Matelda Reho, Filippo Magni (a cura di)
Tutela e valorizzazione del paesaggio nella transizione
DOI: 10.1401/9788815413352/c13
In coerenza con il sistema delle competenze brevemente delineato nel paragrafo precedente, il comma 2 dell’art. 7 attribuisce sia allo Stato sia alle regioni il potere di svolgere le attività di gestione forestale, «ciascuno nell’ambito delle proprie competenze». Inoltre, il comma 3 specifica che le regioni «definiscono e attuano le pratiche selvicolturali più idonee […] alle necessità di tutela dell’ambiente, del paesaggio, del suolo, alle esigenze socio-economiche locali, alle produzioni legnose»; questo comma andrebbe letto nel senso che, mentre per l’ambito dell’ambiente e del paesaggio le regioni possono intervenire sulla materia solo se prevedono delle misure di protezione più rigorose [11]
rispetto a quelle
{p. 250}previste dalla normativa statale (come già chiarito dalla Corte costituzionale) [12]

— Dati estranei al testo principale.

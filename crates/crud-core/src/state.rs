//! State Cells
//!
//! Views keep their state in a cell owned by the mounted component. Async
//! drivers only touch it through `StateCell`, which reports when the owner
//! is gone so late responses are dropped instead of applied.

use std::cell::{Cell, RefCell};

pub trait StateCell<S> {
    /// Run `f` against the state; `None` once the owning view is disposed
    fn with_mut<R>(&self, f: impl FnOnce(&mut S) -> R) -> Option<R>;

    /// Read-only access
    fn with<R>(&self, f: impl FnOnce(&S) -> R) -> Option<R> {
        self.with_mut(|s| f(s))
    }
}

impl<S> StateCell<S> for RefCell<S> {
    fn with_mut<R>(&self, f: impl FnOnce(&mut S) -> R) -> Option<R> {
        Some(f(&mut self.borrow_mut()))
    }
}

/// Plain single-threaded cell that can be disposed like a mounted view
#[derive(Debug, Default)]
pub struct LocalState<S> {
    inner: RefCell<S>,
    disposed: Cell<bool>,
}

impl<S> LocalState<S> {
    pub fn new(state: S) -> Self {
        Self {
            inner: RefCell::new(state),
            disposed: Cell::new(false),
        }
    }

    /// Mark the owner as unmounted
    pub fn dispose(&self) {
        self.disposed.set(true);
    }

    pub fn is_disposed(&self) -> bool {
        self.disposed.get()
    }

    /// Snapshot regardless of disposal
    pub fn get(&self) -> S
    where
        S: Clone,
    {
        self.inner.borrow().clone()
    }
}

impl<S> StateCell<S> for LocalState<S> {
    fn with_mut<R>(&self, f: impl FnOnce(&mut S) -> R) -> Option<R> {
        if self.disposed.get() {
            return None;
        }
        Some(f(&mut self.inner.borrow_mut()))
    }
}

#[cfg(test)]
mod tests {
    use super::*;

    #[test]
    fn test_disposed_cell_ignores_updates() {
        let cell = LocalState::new(1u32);
        assert_eq!(cell.with_mut(|v| { *v += 1; *v }), Some(2));

        cell.dispose();
        assert_eq!(cell.with_mut(|v| { *v += 1; *v }), None);
        assert_eq!(cell.get(), 2);
    }
}
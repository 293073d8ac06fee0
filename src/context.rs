//! Application Context
//!
//! Injected collaborators shared via the Leptos Context API.

use crud_core::HttpClient;
use leptos::prelude::*;

#[derive(Clone, Copy)]
pub struct AdminContext {
    /// REST client; kept in local storage since its futures are not `Send`
    client: StoredValue<HttpClient, LocalStorage>,
    /// How long notices stay up
    pub notice_ms: u32,
}

impl AdminContext {
    pub fn new(client: HttpClient) -> Self {
        let notice_ms = client.config().notice_ms;
        Self {
            client: StoredValue::new_local(client),
            notice_ms,
        }
    }

    /// Owned client handle for an async task
    pub fn client(&self) -> HttpClient {
        self.client.get_value()
    }
}

pub fn use_admin_context() -> AdminContext {
    use_context::<AdminContext>().expect("AdminContext should be provided")
}
//! HTTP Client Adapter
//!
//! `ResourceApi` over reqwest. Attaches the bearer token and turns every
//! failure into an `AdminError`. Built explicitly from a `ClientConfig` and
//! handed to the views; there is no process-wide client.

use async_trait::async_trait;
use log::{debug, warn};
use reqwest::{Method, RequestBuilder, Response, Url};
use serde::Deserialize;
use serde_json::Value;

use crate::api::ResourceApi;
use crate::error::AdminError;
use crate::record::{EntityId, FieldMap};

pub const DEFAULT_NOTICE_MS: u32 = 3000;

// ========================
// Configuration
// ========================

#[derive(Debug, Clone, PartialEq, Deserialize)]
#[serde(default)]
pub struct ClientConfig {
    /// Empty (same origin), root-relative (`/backend`) or absolute http(s)
    pub api_base: String,
    pub auth_token: Option<String>,
    /// How long save/delete notices stay visible
    pub notice_ms: u32,
}

impl Default for ClientConfig {
    fn default() -> Self {
        Self {
            api_base: String::new(),
            auth_token: None,
            notice_ms: DEFAULT_NOTICE_MS,
        }
    }
}

#[derive(Debug, Clone, PartialEq, Eq, thiserror::Error)]
pub enum ConfigError {
    #[error("invalid admin config: {0}")]
    Parse(String),
    #[error("api_base must be empty, root-relative or an absolute http(s) URL, got `{0}`")]
    InvalidBase(String),
}

impl ClientConfig {
    pub fn from_json(text: &str) -> Result<Self, ConfigError> {
        let config: ClientConfig =
            serde_json::from_str(text).map_err(|e| ConfigError::Parse(e.to_string()))?;
        config.validated()
    }

    pub fn validated(mut self) -> Result<Self, ConfigError> {
        self.api_base = self.api_base.trim().trim_end_matches('/').to_string();
        self.auth_token = self.auth_token.filter(|t| !t.trim().is_empty());

        if self.api_base.is_empty() || self.is_root_relative() {
            return Ok(self);
        }
        match Url::parse(&self.api_base) {
            Ok(url) if matches!(url.scheme(), "http" | "https") => Ok(self),
            _ => Err(ConfigError::InvalidBase(self.api_base)),
        }
    }

    fn is_root_relative(&self) -> bool {
        self.api_base.starts_with('/') && !self.api_base.starts_with("//")
    }

    /// Make a same-origin or root-relative base absolute (reqwest needs
    /// absolute URLs, also in the browser)
    pub fn resolve_against(mut self, origin: &str) -> Self {
        if self.api_base.is_empty() || self.is_root_relative() {
            self.api_base = format!("{}{}", origin.trim_end_matches('/'), self.api_base);
        }
        self
    }

    /// Join the base with a resource path
    pub fn url_for(&self, path: &str) -> String {
        format!("{}/{}", self.api_base, path.trim_start_matches('/'))
    }
}

// ========================
// Client
// ========================

#[derive(Debug, Clone)]
pub struct HttpClient {
    client: reqwest::Client,
    config: ClientConfig,
}

impl HttpClient {
    pub fn new(config: ClientConfig) -> Self {
        Self {
            client: reqwest::Client::new(),
            config,
        }
    }

    pub fn config(&self) -> &ClientConfig {
        &self.config
    }

    fn request(&self, method: Method, path: &str) -> RequestBuilder {
        let url = self.config.url_for(path);
        debug!("{} {}", method, url);
        let builder = self.client.request(method, url);
        match &self.config.auth_token {
            Some(token) => builder.bearer_auth(token),
            None => builder,
        }
    }

    async fn send(&self, builder: RequestBuilder) -> Result<Response, AdminError> {
        let response = builder.send().await.map_err(|e| {
            warn!("request failed before a response: {}", e);
            AdminError::network(e.to_string())
        })?;

        let status = response.status();
        if status.is_success() {
            return Ok(response);
        }
        let body = response.text().await.unwrap_or_default();
        let err = AdminError::from_response(status.as_u16(), &body);
        warn!("server error {}: {:?}", status, err.server_message());
        Err(err)
    }

    async fn json(&self, builder: RequestBuilder) -> Result<Value, AdminError> {
        let response = self.send(builder).await?;
        response
            .json::<Value>()
            .await
            .map_err(|e| AdminError::decode(e.to_string()))
    }
}

#[async_trait(?Send)]
impl ResourceApi for HttpClient {
    async fn list(&self, path: &str) -> Result<Vec<Value>, AdminError> {
        match self.json(self.request(Method::GET, path)).await? {
            Value::Array(rows) => Ok(rows),
            other => Err(AdminError::decode(format!(
                "expected an array from {}, got {}",
                path,
                crate::record::json_type_name(&other)
            ))),
        }
    }

    async fn create(&self, path: &str, fields: &FieldMap) -> Result<Value, AdminError> {
        self.json(self.request(Method::POST, path).json(fields)).await
    }

    async fn update(&self, path: &str, id: EntityId, fields: &FieldMap) -> Result<Value, AdminError> {
        let item = format!("{}/{}", path.trim_end_matches('/'), id);
        self.json(self.request(Method::PUT, &item).json(fields)).await
    }

    async fn delete(&self, path: &str, id: EntityId) -> Result<(), AdminError> {
        let item = format!("{}/{}", path.trim_end_matches('/'), id);
        self.send(self.request(Method::DELETE, &item)).await.map(|_| ())
    }
}

#[cfg(test)]
mod tests {
    use super::*;

    #[test]
    fn test_config_defaults() {
        let config = ClientConfig::from_json("{}").unwrap();
        assert_eq!(config, ClientConfig::default());
        assert_eq!(config.notice_ms, DEFAULT_NOTICE_MS);
    }

    #[test]
    fn test_config_normalizes() {
        let config =
            ClientConfig::from_json(r#"{"api_base": "https://cms.example.com/", "auth_token": " "}"#).unwrap();
        assert_eq!(config.api_base, "https://cms.example.com");
        assert_eq!(config.auth_token, None);
        assert_eq!(config.url_for("/api/quotes"), "https://cms.example.com/api/quotes");
    }

    #[test]
    fn test_config_rejects_bad_base() {
        let err = ClientConfig::from_json(r#"{"api_base": "ftp://x"}"#).unwrap_err();
        assert!(matches!(err, ConfigError::InvalidBase(_)));

        let err = ClientConfig::from_json(r#"{"api_base": "cms.example.com"}"#).unwrap_err();
        assert!(matches!(err, ConfigError::InvalidBase(_)));

        let err = ClientConfig::from_json(r#"{"notice_ms": "soon"}"#).unwrap_err();
        assert!(matches!(err, ConfigError::Parse(_)));
    }

    #[test]
    fn test_resolve_against_origin() {
        let same_origin = ClientConfig::default().resolve_against("http://localhost:8080/");
        assert_eq!(same_origin.url_for("api/books"), "http://localhost:8080/api/books");

        let prefixed = ClientConfig::from_json(r#"{"api_base": "/backend"}"#)
            .unwrap()
            .resolve_against("http://localhost:8080");
        assert_eq!(prefixed.api_base, "http://localhost:8080/backend");

        let absolute = ClientConfig::from_json(r#"{"api_base": "https://cms.example.com"}"#)
            .unwrap()
            .resolve_against("http://localhost:8080");
        assert_eq!(absolute.api_base, "https://cms.example.com");
    }
}
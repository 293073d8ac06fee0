//! Signal-backed State Cells
//!
//! Lets the async list/form drivers update component state. Once the
//! owning component unmounts the signal is disposed and late updates are
//! dropped.

use crud_core::StateCell;
use leptos::prelude::*;

pub struct SignalCell<S: Send + Sync + 'static>(RwSignal<S>);

impl<S: Send + Sync + 'static> Clone for SignalCell<S> {
    fn clone(&self) -> Self {
        *self
    }
}

impl<S: Send + Sync + 'static> Copy for SignalCell<S> {}

impl<S: Send + Sync + 'static> SignalCell<S> {
    pub fn new(state: S) -> Self {
        Self(RwSignal::new(state))
    }

    /// Tracked read, for view closures
    pub fn with_state<R>(&self, f: impl FnOnce(&S) -> R) -> R {
        self.0.with(f)
    }

    /// Local mutation from an event handler
    pub fn update_state(&self, f: impl FnOnce(&mut S)) {
        self.0.update(f);
    }
}

impl<S: Send + Sync + 'static> StateCell<S> for SignalCell<S> {
    fn with_mut<R>(&self, f: impl FnOnce(&mut S) -> R) -> Option<R> {
        self.0.try_update(f)
    }
}
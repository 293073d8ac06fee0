//! Folio Admin App
//!
//! Resource tabs on top, the routed list or form below.

use std::future::Future;

use crud_core::form::{self, FormMode};
use crud_core::{resources, AdminError, AdminRoute, ClientConfig, FieldMap, HttpClient, Record, Resource};
use leptos::prelude::*;
use reactive_stores::Store;

use crate::components::{LogPanel, NoticeBar, PersistFn, ResourceForm, ResourceList, ResourceTabs};
use crate::context::{use_admin_context, AdminContext};
use crate::store::{
    store_edit, store_navigate, store_notify, store_sync_hash, use_admin_store, AdminState, AdminStateStoreFields,
};

#[component]
pub fn App(config: ClientConfig) -> impl IntoView {
    provide_context(AdminContext::new(HttpClient::new(config)));

    let hash = window().location().hash().unwrap_or_default();
    let store = Store::new(AdminState::new(AdminRoute::parse(&hash).unwrap_or_default().resolve(None)));
    provide_context(store);
    store_navigate(&store, store.route().get_untracked());

    // Back/forward and hand-edited hashes
    let _ = window_event_listener(leptos::ev::hashchange, move |_| {
        let hash = window().location().hash().unwrap_or_default();
        store_sync_hash(&store, &hash);
    });

    view! {
        <div class="admin-layout">
            <header class="admin-header">
                <h1>"Folio Admin"</h1>
                <ResourceTabs />
            </header>

            <NoticeBar />

            // Remounts on every route change; a fresh list reloads itself
            <main class="admin-content">
                {move || {
                    let route = store.route().get();
                    render_route(route, store.editing().get_untracked().map(|target| target.record))
                }}
            </main>

            <LogPanel />
        </div>
    }
}

fn render_route(route: AdminRoute, editing: Option<Record>) -> AnyView {
    let Some(resource) = resources::find(route.slug()) else {
        return view! { <p class="error">"Unknown resource"</p> }.into_any();
    };

    match route {
        AdminRoute::List(_) => view! { <ListPage resource=resource /> }.into_any(),
        AdminRoute::New(_) => view! { <FormPage resource=resource initial=None /> }.into_any(),
        AdminRoute::Edit(..) => view! { <FormPage resource=resource initial=editing /> }.into_any(),
    }
}

#[component]
fn ListPage(resource: &'static Resource) -> impl IntoView {
    let store = use_admin_store();

    view! {
        <ResourceList
            resource=resource
            on_create=Callback::new(move |_: ()| store_navigate(&store, AdminRoute::New(resource.slug.clone())))
            on_edit=Callback::new(move |record: Record| store_edit(&store, resource, record))
        />
    }
}

/// Create/edit page. Owns the in-flight flag and the persist handler; in
/// edit mode a successful save returns to the list, which re-fetches.
#[component]
fn FormPage(resource: &'static Resource, initial: Option<Record>) -> impl IntoView {
    let ctx = use_admin_context();
    let store = use_admin_store();
    let saving = RwSignal::new(false);
    let mode = FormMode::for_initial(initial.as_ref());

    let persist = PersistFn::new(move |fields: FieldMap| save(ctx, resource, mode, fields, saving, store));

    view! {
        <ResourceForm
            resource=resource
            initial=initial
            is_loading=saving
            on_submit=persist
            on_cancel=Callback::new(move |_: ()| store_navigate(&store, AdminRoute::List(resource.slug.clone())))
        />
    }
}

fn save(
    ctx: AdminContext,
    resource: &'static Resource,
    mode: FormMode,
    fields: FieldMap,
    saving: RwSignal<bool>,
    store: Store<AdminState>,
) -> impl Future<Output = Result<Record, AdminError>> {
    let client = ctx.client();
    async move {
        saving.set(true);
        let outcome = form::persist(&client, resource, mode, fields).await;
        saving.set(false);

        if outcome.is_ok() {
            store_notify(&store, format!("Saved {}", resource.singular));
            if let FormMode::Edit(_) = mode {
                store_navigate(&store, AdminRoute::List(resource.slug.clone()));
            }
        }
        outcome
    }
}
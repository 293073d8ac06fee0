//! REST Seam
//!
//! The HTTP API is an external collaborator. Views talk to it through
//! `ResourceApi`, so tests can substitute a fake client.

use async_trait::async_trait;
use log::debug;
use serde_json::Value;

use crate::error::AdminError;
use crate::record::{EntityId, FieldMap, Record};
use crate::resources::Resource;

/// Raw collection/item operations on a REST resource
///
/// Futures are not `Send`: everything runs on the browser event loop.
#[async_trait(?Send)]
pub trait ResourceApi {
    /// `GET <path>`
    async fn list(&self, path: &str) -> Result<Vec<Value>, AdminError>;

    /// `POST <path>`
    async fn create(&self, path: &str, fields: &FieldMap) -> Result<Value, AdminError>;

    /// `PUT <path>/{id}`
    async fn update(&self, path: &str, id: EntityId, fields: &FieldMap) -> Result<Value, AdminError>;

    /// `DELETE <path>/{id}`
    async fn delete(&self, path: &str, id: EntityId) -> Result<(), AdminError>;
}

// ========================
// Typed helpers
// ========================

/// Fetch and decode the whole collection, keeping server order
pub async fn fetch_records<A>(api: &A, resource: &Resource) -> Result<Vec<Record>, AdminError>
where
    A: ResourceApi + ?Sized,
{
    let rows = api.list(&resource.path).await?;
    debug!("[{}] fetched {} rows", resource.slug, rows.len());
    rows.into_iter()
        .map(|row| Record::from_json(&resource.schema, row))
        .collect()
}

pub async fn create_record<A>(api: &A, resource: &Resource, fields: &FieldMap) -> Result<Record, AdminError>
where
    A: ResourceApi + ?Sized,
{
    let body = resource.schema.editable(fields);
    let created = api.create(&resource.path, &body).await?;
    Record::from_json(&resource.schema, created)
}

pub async fn update_record<A>(
    api: &A,
    resource: &Resource,
    id: EntityId,
    fields: &FieldMap,
) -> Result<Record, AdminError>
where
    A: ResourceApi + ?Sized,
{
    let body = resource.schema.editable(fields);
    let updated = api.update(&resource.path, id, &body).await?;
    Record::from_json(&resource.schema, updated)
}

pub async fn delete_record<A>(api: &A, resource: &Resource, id: EntityId) -> Result<(), AdminError>
where
    A: ResourceApi + ?Sized,
{
    api.delete(&resource.path, id).await
}
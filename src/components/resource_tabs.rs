//! Resource Tab Bar Component
//!
//! One tab per registered resource; the active tab follows the route.

use crud_core::{resources, AdminRoute};
use leptos::prelude::*;

use crate::store::{store_navigate, use_admin_store, AdminStateStoreFields};

#[component]
pub fn ResourceTabs() -> impl IntoView {
    let store = use_admin_store();

    view! {
        <nav class="resource-tabs">
            <For
                each=move || resources::all().iter()
                key=|resource| resource.slug.clone()
                children=move |resource| {
                    let slug = resource.slug.clone();
                    let is_active = move || store.route().with(|route| route.slug() == slug);
                    let tab_class = move || {
                        if is_active() { "resource-tab active" } else { "resource-tab" }
                    };

                    view! {
                        <button
                            class=tab_class
                            on:click=move |_| store_navigate(&store, AdminRoute::List(resource.slug.clone()))
                        >
                            {resource.label.clone()}
                        </button>
                    }
                }
            />
        </nav>
    }
}
//! Resource Form State
//!
//! Controlled field mapping for one entity in create or edit mode. The
//! mode is fixed at construction; switching requires a new form.

use std::collections::BTreeMap;
use std::future::Future;
use std::pin::Pin;

use log::{debug, warn};

use crate::api::{self, ResourceApi};
use crate::error::AdminError;
use crate::record::{EntityId, FieldMap, FieldValue, Record};
use crate::resources::Resource;
use crate::schema::{parse_integer, FieldKind, FieldSpec, Schema};
use crate::state::StateCell;
use crate::validate;

pub const SAVE_FAILED: &str = "Failed to save";

/// Boxed persist future, as stored by UI components
pub type PersistFuture = Pin<Box<dyn Future<Output = Result<Record, AdminError>>>>;

#[derive(Debug, Clone, Copy, PartialEq, Eq)]
pub enum FormMode {
    Create,
    Edit(EntityId),
}

impl FormMode {
    /// Edit when the initial entity has an id, create otherwise
    pub fn for_initial(initial: Option<&Record>) -> Self {
        match initial.and_then(|r| r.id) {
            Some(id) => FormMode::Edit(id),
            None => FormMode::Create,
        }
    }
}

/// Where an inline validation message belongs
#[derive(Debug, Clone, PartialEq, Eq, PartialOrd, Ord)]
pub struct FieldKey {
    pub field: String,
    /// Entry index for list fields
    pub index: Option<usize>,
}

impl FieldKey {
    pub fn field(name: &str) -> Self {
        Self { field: name.to_string(), index: None }
    }

    pub fn entry(name: &str, index: usize) -> Self {
        Self { field: name.to_string(), index: Some(index) }
    }
}

#[derive(Debug, Clone, PartialEq)]
pub struct FormState {
    schema: Schema,
    mode: FormMode,
    fields: FieldMap,
    error: Option<String>,
    field_errors: BTreeMap<FieldKey, String>,
    submitting: bool,
    last_saved: Option<Record>,
}

impl FormState {
    /// Edit mode for an entity with an id, create mode otherwise. A draft
    /// without id pre-fills the form but resets to the schema defaults.
    pub fn new(schema: &Schema, initial: Option<&Record>) -> Self {
        let fields = match initial {
            Some(record) => schema.draft_from(record),
            None => schema.default_draft(),
        };
        Self {
            schema: schema.clone(),
            mode: FormMode::for_initial(initial),
            fields,
            error: None,
            field_errors: BTreeMap::new(),
            submitting: false,
            last_saved: None,
        }
    }

    pub fn mode(&self) -> FormMode {
        self.mode
    }

    pub fn is_create(&self) -> bool {
        self.mode == FormMode::Create
    }

    pub fn schema(&self) -> &Schema {
        &self.schema
    }

    pub fn fields(&self) -> &FieldMap {
        &self.fields
    }

    pub fn value(&self, name: &str) -> Option<&FieldValue> {
        self.fields.get(name)
    }

    pub fn error(&self) -> Option<&str> {
        self.error.as_deref()
    }

    pub fn field_error(&self, key: &FieldKey) -> Option<&str> {
        self.field_errors.get(key).map(String::as_str)
    }

    pub fn field_errors(&self) -> &BTreeMap<FieldKey, String> {
        &self.field_errors
    }

    pub fn is_submitting(&self) -> bool {
        self.submitting
    }

    /// Entity returned by the last successful submit
    pub fn last_saved(&self) -> Option<&Record> {
        self.last_saved.as_ref()
    }

    // ========================
    // Field mutation
    // ========================

    /// Text or numeric input changed. Numbers that fail to parse become 0.
    pub fn set_input(&mut self, name: &str, raw: &str) {
        let Some(spec) = self.schema.field(name).cloned() else {
            warn!("set_input on unknown field `{}`", name);
            return;
        };
        let value = match spec.kind {
            FieldKind::Text | FieldKind::LongText => FieldValue::Text(raw.to_string()),
            FieldKind::Integer => FieldValue::Integer(parse_integer(raw)),
            kind => {
                warn!("set_input on {:?} field `{}`", kind, name);
                return;
            }
        };
        if spec.kind != FieldKind::Integer {
            self.validate(&spec, FieldKey::field(name), raw);
        }
        self.fields.insert(name, value);
    }

    /// Checkbox toggled; takes the checked state, not the input's value
    pub fn set_checked(&mut self, name: &str, checked: bool) {
        match self.schema.field(name).map(|s| s.kind) {
            Some(FieldKind::Boolean) => {
                self.fields.insert(name, FieldValue::Bool(checked));
            }
            _ => warn!("set_checked on non-boolean field `{}`", name),
        }
    }

    /// One entry of a link/tag list changed
    pub fn set_list_entry(&mut self, name: &str, index: usize, raw: &str) {
        let Some(spec) = self.list_spec(name) else { return };
        let Some(FieldValue::List(items)) = self.fields.get_mut(name) else { return };
        let Some(slot) = items.get_mut(index) else {
            warn!("entry {} out of range for `{}`", index, name);
            return;
        };
        *slot = raw.to_string();
        self.validate(&spec, FieldKey::entry(name, index), raw);
    }

    /// Append an empty entry; it is validated once edited
    pub fn push_list_entry(&mut self, name: &str) {
        if self.list_spec(name).is_none() {
            return;
        }
        if let Some(FieldValue::List(items)) = self.fields.get_mut(name) {
            items.push(String::new());
        }
    }

    pub fn remove_list_entry(&mut self, name: &str, index: usize) {
        if self.list_spec(name).is_none() {
            return;
        }
        let Some(FieldValue::List(items)) = self.fields.get_mut(name) else { return };
        if index >= items.len() {
            return;
        }
        items.remove(index);

        // Entry errors follow their entries
        let moved: Vec<(FieldKey, String)> = self
            .field_errors
            .iter()
            .filter(|(k, _)| k.field == name && k.index.is_some_and(|i| i >= index))
            .map(|(k, v)| (k.clone(), v.clone()))
            .collect();
        for (key, message) in moved {
            self.field_errors.remove(&key);
            if let Some(i) = key.index.filter(|i| *i > index) {
                self.field_errors.insert(FieldKey::entry(name, i - 1), message);
            }
        }
    }

    fn list_spec(&self, name: &str) -> Option<FieldSpec> {
        match self.schema.field(name) {
            Some(spec) if spec.kind.is_list() => Some(spec.clone()),
            _ => {
                warn!("list operation on non-list field `{}`", name);
                None
            }
        }
    }

    fn validate(&mut self, spec: &FieldSpec, key: FieldKey, raw: &str) {
        let Some(validator) = spec.validator else { return };
        match validate::check(validator, raw) {
            Ok(()) => {
                self.field_errors.remove(&key);
            }
            Err(message) => {
                self.field_errors.insert(key, message.to_string());
            }
        }
    }

    // ========================
    // Submit
    // ========================

    /// Clear the previous error and hand out the payload. Inline
    /// validation messages do not stop the submit; the server decides.
    pub fn begin_submit(&mut self) -> FieldMap {
        self.error = None;
        self.submitting = true;
        self.schema.editable(&self.fields)
    }

    pub fn finish_submit(&mut self, outcome: Result<Record, AdminError>) {
        self.submitting = false;
        match outcome {
            Ok(saved) => {
                if self.is_create() {
                    self.fields = self.schema.default_draft();
                    self.field_errors.clear();
                }
                self.last_saved = Some(saved);
            }
            Err(err) => {
                if let AdminError::Validation { field, message } = &err {
                    self.field_errors.insert(FieldKey::field(field), message.clone());
                }
                self.error = Some(err.user_message(SAVE_FAILED));
            }
        }
    }
}

// ========================
// Drivers
// ========================

/// Run one submit through a caller-supplied persist function
pub async fn submit<C, F, Fut>(state: &C, persist: F)
where
    C: StateCell<FormState>,
    F: FnOnce(FieldMap) -> Fut,
    Fut: Future<Output = Result<Record, AdminError>>,
{
    let Some(payload) = state.with_mut(FormState::begin_submit) else {
        return;
    };

    let outcome = persist(payload).await;
    if let Err(err) = &outcome {
        warn!("submit failed: {}", err);
    }

    if state.with_mut(|s| s.finish_submit(outcome)).is_none() {
        debug!("form unmounted before submit settled");
    }
}

/// Standard persist function: POST in create mode, PUT in edit mode
pub async fn persist<A>(api: &A, resource: &Resource, mode: FormMode, fields: FieldMap) -> Result<Record, AdminError>
where
    A: ResourceApi + ?Sized,
{
    match mode {
        FormMode::Create => api::create_record(api, resource, &fields).await,
        FormMode::Edit(id) => api::update_record(api, resource, id, &fields).await,
    }
}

, con riguardo ai profili di valorizzazione e gestione «economica» del patrimonio boschivo vantano un maggiore margine di manovra, in linea con il riparto delle competenze di cui all’art. 117 Cost.
Tuttavia, sebbene il Testo unico attribuisca alle regioni – come detto – un ruolo significativo sulle attività di gestione forestale, è bene ricordare che anche per le attività più strettamente «valorizzatrici» esse dovrebbero egualmente muoversi all’interno degli indirizzi individuati dallo Stato. Se ne ha conferma anche leggendo l’art. 6 del Testo unico, il quale stabilisce che la Strategia forestale nazionale (infra, par. 4) definisce gli indirizzi nazionali per la tutela e valorizzazione dei boschi, mentre il comma 2 prevede che le regioni individuino i propri obiettivi e le proprie linee di azione in coerenza con la menzionata Strategia.
Acquisito che tutela e valorizzazione si muovono su binari diversi, ma comunque tra loro comunicanti, è utile a questo punto soffermarsi sugli strumenti che il Testo unico mette a disposizione delle amministrazioni competenti per svolgere le attività di gestione.
La risposta richiede una preliminare analisi dell’art. 6, il quale disciplina le attività di programmazione e pianificazione forestale: più precisamente, lo Stato offre delle linee di indirizzo sulla programmazione, spettando poi alle regioni dotarsi di programmi e piani per attuare quanto definito a livello generale dal Ministero delle politiche agricole, alimentari e forestali (MPAAF), oggi Ministero dell’agricoltura e della sovranità alimentare; profili sui quali ci si soffermerà nel prossimo paragrafo.{p. 251}

4. Strumenti di programmazione e di pianificazione forestale

L’art. 6 del Testo unico prevede che il Ministero dell’agricoltura e della sovranità alimentare definisca la c.d. Strategia forestale nazionale, strumento di programmazione con il quale sono definiti gli indirizzi nazionali per la tutela, valorizzazione e gestione attiva del patrimonio boschivo nazionale e per lo sviluppo del settore e delle sue filiere produttive, ambientali e socio-culturali; il comma 1 specifica che la Strategia ha una durata ventennale, ma è soggetta a revisione ed aggiornamento quinquennale.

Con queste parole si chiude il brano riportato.